After screening the film at Sundance, MIA told Billboard that she was disappointed it didn’t focus more on her music. “If you squash all the music together from the film, it makes for about four minutes,” she says. “I didn’t know that my music wouldn’t really be a part of this. I find that to be a little hard, because that is my life. It’s not the film that I would have made.”

It’s revealed in the same interview that the film focuses instead on “the complex origins of MIA,” contextualizing her music and persona within her work as an activist. It grapples with her earliest history, having to reconcile the fact that her father was a revolutionary and part of the Tamil Tigers, a militant organization with the goal of creating an independent state for the Tamil people. They were labeled terrorists by many countries. The film follows her as that past weighs on her own pursuit of fighting global injustices and as she moves from being Sri Lankan refugee to London teenager to international pop star.

MIA’s response to the film is also understandable given its fraught history. Directed by her longtime art school friend Stephen Loveridge, the documentary was first teased with a trailer that came out in 2013, with a comment from Loveridge saying he’d “rather die” than finish it, and any and all mention of the film soon disappeared. But he continued to work on it over the next four years.
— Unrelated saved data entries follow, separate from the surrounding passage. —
//! Exception values and their classification hierarchy.
//!
//! Handlers are registered against a [`Category`], a named node in a static
//! tree of exception kinds. Classification replaces the class-ancestry walk a
//! dynamic language would perform: looking up a handler walks the raised
//! exception's category ancestry most-specific-first and the first hit wins.

use std::error::Error as StdError;
use std::fmt;

use axum::http::StatusCode;
use thiserror::Error;

pub mod http;

pub use http::HttpException;

/// Standard Result type for applications and handlers.
pub type Result<T> = std::result::Result<T, Exception>;

/// A node in the exception classification tree.
///
/// Categories are declared as `static` items so that a category is identified
/// by its identity and linked to its parent for ancestry walks:
///
/// ```
/// use ashgate::exception::{Category, EXCEPTION};
///
/// static TIMEOUT: Category = Category::new("timeout", Some(&EXCEPTION));
/// assert!(TIMEOUT.is_within(&EXCEPTION));
/// ```
#[derive(Debug)]
pub struct Category {
    name: &'static str,
    parent: Option<&'static Category>,
}

impl Category {
    pub const fn new(name: &'static str, parent: Option<&'static Category>) -> Self {
        Self { name, parent }
    }

    pub fn name(&self) -> &'static str {
        self.name
    }

    pub fn parent(&self) -> Option<&'static Category> {
        self.parent
    }

    /// Iterate the classification ancestry, most specific first, starting
    /// with this category itself.
    pub fn ancestry(&'static self) -> Ancestry {
        Ancestry { next: Some(self) }
    }

    /// True if `other` appears anywhere in this category's ancestry.
    pub fn is_within(&'static self, other: &'static Category) -> bool {
        self.ancestry().any(|category| std::ptr::eq(category, other))
    }
}

impl PartialEq for Category {
    fn eq(&self, other: &Self) -> bool {
        std::ptr::eq(self, other)
    }
}

impl Eq for Category {}

impl fmt::Display for Category {
    fn fmt(&self, f: &mut fmt::Formatter<'_>) -> fmt::Result {
        f.write_str(self.name)
    }
}

/// Iterator over a category and its ancestors.
pub struct Ancestry {
    next: Option<&'static Category>,
}

impl Iterator for Ancestry {
    type Item = &'static Category;

    fn next(&mut self) -> Option<Self::Item> {
        let current = self.next?;
        self.next = current.parent;
        Some(current)
    }
}

/// Root of the classification tree. Every category should descend from it.
pub static EXCEPTION: Category = Category::new("exception", None);

/// Exceptions carrying an HTTP status code. Only exceptions in this branch
/// are eligible for status-code handler lookup.
pub static HTTP_EXCEPTION: Category = Category::new("http_exception", Some(&EXCEPTION));

/// The error value raised by applications and routed by the dispatch wrapper.
///
/// An `Exception` pairs a [`Category`] with an optional HTTP status code, a
/// human-readable detail and an optional boxed cause.
#[derive(Debug, Error)]
#[error("{detail}")]
pub struct Exception {
    category: &'static Category,
    status: Option<StatusCode>,
    detail: String,
    #[source]
    source: Option<Box<dyn StdError + Send + Sync>>,
}

impl Exception {
    pub fn new(category: &'static Category, detail: impl Into<String>) -> Self {
        Self {
            category,
            status: None,
            detail: detail.into(),
            source: None,
        }
    }

    /// An unclassified internal error, rooted directly at [`static@EXCEPTION`].
    pub fn internal(detail: impl Into<String>) -> Self {
        Self::new(&EXCEPTION, detail)
    }

    /// The programmer-error signal raised when a handled exception arrives
    /// after `http.response.start` has already been forwarded. The original
    /// exception is preserved as the cause.
    pub fn response_already_started(cause: Exception) -> Self {
        Self {
            category: &EXCEPTION,
            status: None,
            detail: "Caught handled exception, but response already started.".to_string(),
            source: Some(Box::new(cause)),
        }
    }

    pub fn with_status(mut self, status: StatusCode) -> Self {
        self.status = Some(status);
        self
    }

    pub fn with_source(mut self, source: impl StdError + Send + Sync + 'static) -> Self {
        self.source = Some(Box::new(source));
        self
    }

    pub fn category(&self) -> &'static Category {
        self.category
    }

    /// The HTTP status code, present only for HTTP exceptions.
    pub fn status_code(&self) -> Option<StatusCode> {
        self.status
    }

    pub fn detail(&self) -> &str {
        &self.detail
    }

    /// True when the exception carries a status code and is therefore
    /// eligible for status-table lookup.
    pub fn is_http(&self) -> bool {
        self.status.is_some()
    }
}
//! The transport contract: applications and message channels.
//!
//! An [`App`] is any callable accepting `(scope, receive, send)` and driving
//! the connection to completion by emitting [`Message`]s through `send`. The
//! channels are clonable wrappers around boxed async closures so that a
//! wrapper can interpose on `send` without the downstream noticing.

use std::future::Future;
use std::pin::Pin;
use std::sync::Arc;

use async_trait::async_trait;

use crate::exception::Result;
use crate::message::Message;
use crate::scope::Scope;

/// Boxed future, the currency of the channel closures.
pub type BoxFuture<'a, T> = Pin<Box<dyn Future<Output = T> + Send + 'a>>;

/// An application in the `(scope, receive, send)` shape.
///
/// Raising an exception means returning `Err`; the dispatch wrapper decides
/// whether a registered handler recovers it.
#[async_trait]
pub trait App: Send + Sync + 'static {
    async fn call(&self, scope: Arc<Scope>, receive: Receive, send: Sender) -> Result<()>;
}

/// The application-shaped value an HTTP exception handler returns; it owns
/// emitting the complete response message sequence.
pub type ResponseWriter = Box<dyn App>;

type SendFn = dyn Fn(Message) -> BoxFuture<'static, Result<()>> + Send + Sync;
type RecvFn = dyn Fn() -> BoxFuture<'static, Result<Message>> + Send + Sync;

/// The outbound message channel.
#[derive(Clone)]
pub struct Sender {
    send: Arc<SendFn>,
}

impl Sender {
    pub fn new<F>(f: F) -> Self
    where
        F: Fn(Message) -> BoxFuture<'static, Result<()>> + Send + Sync + 'static,
    {
        Self { send: Arc::new(f) }
    }

    pub async fn send(&self, message: Message) -> Result<()> {
        (self.send)(message).await
    }
}

/// The inbound message channel.
#[derive(Clone)]
pub struct Receive {
    recv: Arc<RecvFn>,
}

impl Receive {
    pub fn new<F>(f: F) -> Self
    where
        F: Fn() -> BoxFuture<'static, Result<Message>> + Send + Sync + 'static,
    {
        Self { recv: Arc::new(f) }
    }

    pub async fn recv(&self) -> Result<Message> {
        (self.recv)().await
    }
}

/// An [`App`] built from an async closure.
///
/// # Example
/// ```
/// use ashgate::app::app_fn;
/// use ashgate::message::Message;
///
/// let app = app_fn(|_scope, _receive, send| async move {
///     send.send(Message::response_start(204)).await?;
///     send.send(Message::final_body(Vec::new())).await
/// });
/// ```
pub struct FnApp {
    f: Arc<dyn Fn(Arc<Scope>, Receive, Sender) -> BoxFuture<'static, Result<()>> + Send + Sync>,
}

/// Adapt an async closure into an [`App`].
pub fn app_fn<F, Fut>(f: F) -> FnApp
where
    F: Fn(Arc<Scope>, Receive, Sender) -> Fut + Send + Sync + 'static,
    Fut: Future<Output = Result<()>> + Send + 'static,
{
    FnApp {
        f: Arc::new(move |scope, receive, send| Box::pin(f(scope, receive, send))),
    }
}

#[async_trait]
impl App for FnApp {
    async fn call(&self, scope: Arc<Scope>, receive: Receive, send: Sender) -> Result<()> {
        (self.f)(scope, receive, send).await
    }
}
The aim of the film is to help shed some light on the complicated pop star, one who finds herself and her actions so often misunderstood. Above all else, MIA says she hopes the film helps provide some clarity because ultimately she knows her actions speak for themselves. “It’s unusual, so it can be misunderstood, but on the other hand, it is kind of empowering for people in the wrong sense, so they try to snub it out,” she says. “If I’m going to be penalized whenever I say ‘stop killing people’ — if that is the worst thing that you can do as a human being and be scrutinized because I advocate peace — then I don’t mind being trampled, because you just have to believe in it.”